Friday, October 24, 2008

The Tampa Draft...and Pittsburgh's

Hey, some articles in the national press are talking about parity in MLB and how the meek can one day inherit the earth thanks to Tampa Bay's run for the roses - even the Pirates.

But before Pittsburgh fans buy into that, the similarity in budgets is the only thing the Rays and Bucs share. TB used some solid scouting, good drafting, depth, and sharp dealing to get where they are. Just look at the draft:

Tampa Bay drafted James Shields in the 16th round in 2000, and all he's done for them is turned into "Big Game" James. The Pirates did all right, too, picking up Ian Snell in the 23rd round. The first round? Pittsburgh selected Sean Burnett, while the Rays took Rocco Baldelli.

2001 was a wash, with the Rays taking Dewon Brazelton and the Bucs John von Benschoten. Both were mulligans.

In 2002, the Mets took Scott Kazmir as their top pick. The Rays dumped salary by trading Carlos Zambrano to NY for Kazmir in 2004. While Tampa reeled in Kazmir, Pittsburgh took Bryan Bullington as the number one pick of the entire draft.

Tampa Bay, by the way, took BJ Upton with the pick right behind Pittsburgh's.

In 2003, they took Delmon Young, who they later flipped into Matt Garza. The Pirates did OK, too, taking Paul Maholm.

Both clubs landed guys in 2004 who are considered top prospects in their respective organizations but not MLB ready yet in the Ray's Jeff Niemann and Pittsburgh's Neil Walker.

Minnesota chose Matt Garza as their top pick in 2005, and the Rays sent Delmon Young to the Twin Cities to get him last year. The Bucs top arm was Jeff Sues, who they picked in the 5th round.

But in justice, this draft also produced Andrew McCutchen, Brent Lillibridge, who was part of the Adam LaRoche deal, and Steve Pearce for Pittsburgh, while Tampa Bay spent their #1 on the eminently forgettable RHP Wade Townsend.

Evan Longoria was Tampa's top pick in 2006, and the Pirates took Brad Lincoln.

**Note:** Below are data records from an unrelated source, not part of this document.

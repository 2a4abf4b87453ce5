//! Cluster launch configuration

use crate::error::ConfigResult;
use crate::validation::{validate_required_string, Validatable};
use serde::{Deserialize, Serialize};
use std::path::PathBuf;
use std::time::Duration;

/// Cluster launch configuration
#[derive(Debug, Clone, Serialize, Deserialize)]
#[serde(default)]
pub struct ClusterConfig {
    /// Workload manager launch command
    pub launcher: String,

    /// Parent directory of per-batch scratch directories; must be visible
    /// from every cluster node
    pub scratch_dir: PathBuf,

    /// Program re-invoked by the worker bootstrap; defaults to the current
    /// executable
    #[serde(skip_serializing_if = "Option::is_none")]
    pub worker_program: Option<PathBuf>,

    /// Interval between worker process polls
    #[serde(with = "humantime_serde")]
    pub poll_interval: Duration,

    /// Time a terminated worker gets between SIGTERM and SIGKILL
    #[serde(with = "humantime_serde")]
    pub termination_grace: Duration,
}

impl Default for ClusterConfig {
    fn default() -> Self {
        Self {
            launcher: "srun".to_string(),
            scratch_dir: std::env::temp_dir(),
            worker_program: None,
            poll_interval: Duration::from_secs(1),
            termination_grace: Duration::from_secs(10),
        }
    }
}

impl Validatable for ClusterConfig {
    fn validate(&self) -> ConfigResult<()> {
        validate_required_string(&self.launcher, "launcher", self.domain_name())?;

        if self.poll_interval.is_zero() {
            return Err(self.validation_error("poll_interval must be greater than 0"));
        }

        Ok(())
    }

    fn domain_name(&self) -> &'static str {
        "cluster"
    }
}
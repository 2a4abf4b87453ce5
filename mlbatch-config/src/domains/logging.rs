//! Logging configuration

use crate::error::ConfigResult;
use crate::validation::Validatable;
use serde::{Deserialize, Serialize};
use std::fmt;
use std::str::FromStr;

/// Logging configuration
#[derive(Debug, Clone, Default, Serialize, Deserialize)]
#[serde(default)]
pub struct LoggingConfig {
    pub level: LogLevel,
    pub format: LogFormat,
}

/// Log level enumeration
#[derive(Debug, Clone, Copy, PartialEq, Eq, Default, Serialize, Deserialize)]
#[serde(rename_all = "lowercase")]
pub enum LogLevel {
    Error,
    Warn,
    #[default]
    Info,
    Debug,
    Trace,
}

/// Log format enumeration
#[derive(Debug, Clone, Copy, PartialEq, Eq, Default, Serialize, Deserialize)]
#[serde(rename_all = "lowercase")]
pub enum LogFormat {
    Json,
    #[default]
    Text,
    Compact,
}

impl fmt::Display for LogLevel {
    fn fmt(&self, f: &mut fmt::Formatter<'_>) -> fmt::Result {
        let level = match self {
            LogLevel::Error => "error",
            LogLevel::Warn => "warn",
            LogLevel::Info => "info",
            LogLevel::Debug => "debug",
            LogLevel::Trace => "trace",
        };
        write!(f, "{}", level)
    }
}

impl FromStr for LogLevel {
    type Err = String;

    fn from_str(s: &str) -> Result<Self, Self::Err> {
        match s.to_lowercase().as_str() {
            "error" => Ok(LogLevel::Error),
            "warn" | "warning" => Ok(LogLevel::Warn),
            "info" => Ok(LogLevel::Info),
            "debug" => Ok(LogLevel::Debug),
            "trace" => Ok(LogLevel::Trace),
            _ => Err(format!("Invalid log level: {}", s)),
        }
    }
}

impl FromStr for LogFormat {
    type Err = String;

    fn from_str(s: &str) -> Result<Self, Self::Err> {
        match s.to_lowercase().as_str() {
            "json" => Ok(LogFormat::Json),
            "text" => Ok(LogFormat::Text),
            "compact" => Ok(LogFormat::Compact),
            _ => Err(format!("Invalid log format: {}", s)),
        }
    }
}

impl Validatable for LoggingConfig {
    fn validate(&self) -> ConfigResult<()> {
        Ok(())
    }

    fn domain_name(&self) -> &'static str {
        "logging"
    }
}
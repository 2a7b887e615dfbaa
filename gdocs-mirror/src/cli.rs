//! This module implements the CLI interface for gdocs-mirror: command
//! parsing, wiring the config, credentials and Drive client together, and
//! user-visible output.
//!
//! All tree reading and writing lives in the [`gdocs-mirror-core`] crate.
//! This module is strictly CLI glue.
//!
//! ## How To Use
//! - Command line: `gdocs-mirror sync --config mirror.yaml`
//! - Programmatic/integration use: call [`run`] with a constructed [`Cli`].
//!
//! [`gdocs-mirror-core`]: ../../gdocs-mirror-core/

use crate::drive::DriveClient;
use crate::load_config::load_config;
use crate::oauth::get_or_generate_credentials;
use anyhow::Result;
use clap::{Parser, Subcommand};
use gdocs_mirror_core::synchronise::synchronise;
use std::path::PathBuf;

/// CLI for gdocs-mirror: mirror Google Drive folders as markdown files.
#[derive(Parser)]
#[clap(
    name = "gdocs-mirror",
    version,
    about = "Mirror Google Drive folders of Google Docs onto the local filesystem as markdown"
)]
pub struct Cli {
    #[clap(subcommand)]
    pub command: Commands,
}

#[derive(Subcommand)]
pub enum Commands {
    /// Mirror every configured root folder into its download path
    Sync {
        /// Path to the YAML config file
        #[clap(long)]
        config: PathBuf,
    },
    /// Obtain (or refresh) credentials and store them in the token file
    Authorize {
        /// Path to the YAML config file
        #[clap(long)]
        config: PathBuf,
    },
}

/// Extracted async CLI logic entrypoint for integration tests and main()
pub async fn run(cli: Cli) -> Result<()> {
    tracing::info!("cli_started");

    match cli.command {
        Commands::Sync { config } => {
            let config = load_config(config)?;
            let http = reqwest::Client::new();
            let credentials = get_or_generate_credentials(&http, &config.credentials).await?;
            let drive = DriveClient::new(http, &config.api_base_url, credentials.token)?;

            println!("Synchronise starting...");
            match synchronise(&config.mirror.roots, &drive).await {
                Ok(report) => {
                    tracing::info!(command = "sync", ?report, "Synchronisation complete");
                    println!("Synchronise complete.");
                    for root in &report.roots {
                        println!(
                            "  {} ({}) -> {}: {} folders, {} documents, {} files written",
                            root.folder_name,
                            root.folder_id,
                            root.download_path.display(),
                            root.folders,
                            root.documents,
                            root.files_written
                        );
                    }
                    Ok(())
                }
                Err(e) => {
                    tracing::error!(command = "sync", error = %e, "Synchronisation failed");
                    Err(anyhow::Error::new(e).context("Synchronisation failed"))
                }
            }
        }
        Commands::Authorize { config } => {
            let config = load_config(config)?;
            let http = reqwest::Client::new();
            get_or_generate_credentials(&http, &config.credentials).await?;
            println!(
                "Credentials stored in {}",
                config.credentials.token_file.display()
            );
            Ok(())
        }
    }
}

The Ray's David Price was the first overall pick in 2007. The Pirates opted for Daniel Moskos. Matt Wieters and Matthew LaPorta were taken after him.

In 2008, Tampa took HS shortstop Tim Beckham, and the Bucs got Pedro. Both are highly touted, and we'll see in 2011 or so how this year worked out.

Notice a trend? Tampa ended up with a pretty healthy percentage of impact players from the first round. Pittsburgh...well, you judge.

The Rays have been loading up since 2000 with solid #1 selections. Rocco Baldelli, BJ Upton, Delmon Young (traded for Matt Garza), Evan Longoria, and David Price are a pretty nice haul. Pittsburgh has Paul Maholm, Andrew McCutchen and Brad Lincoln to show for the same drafts.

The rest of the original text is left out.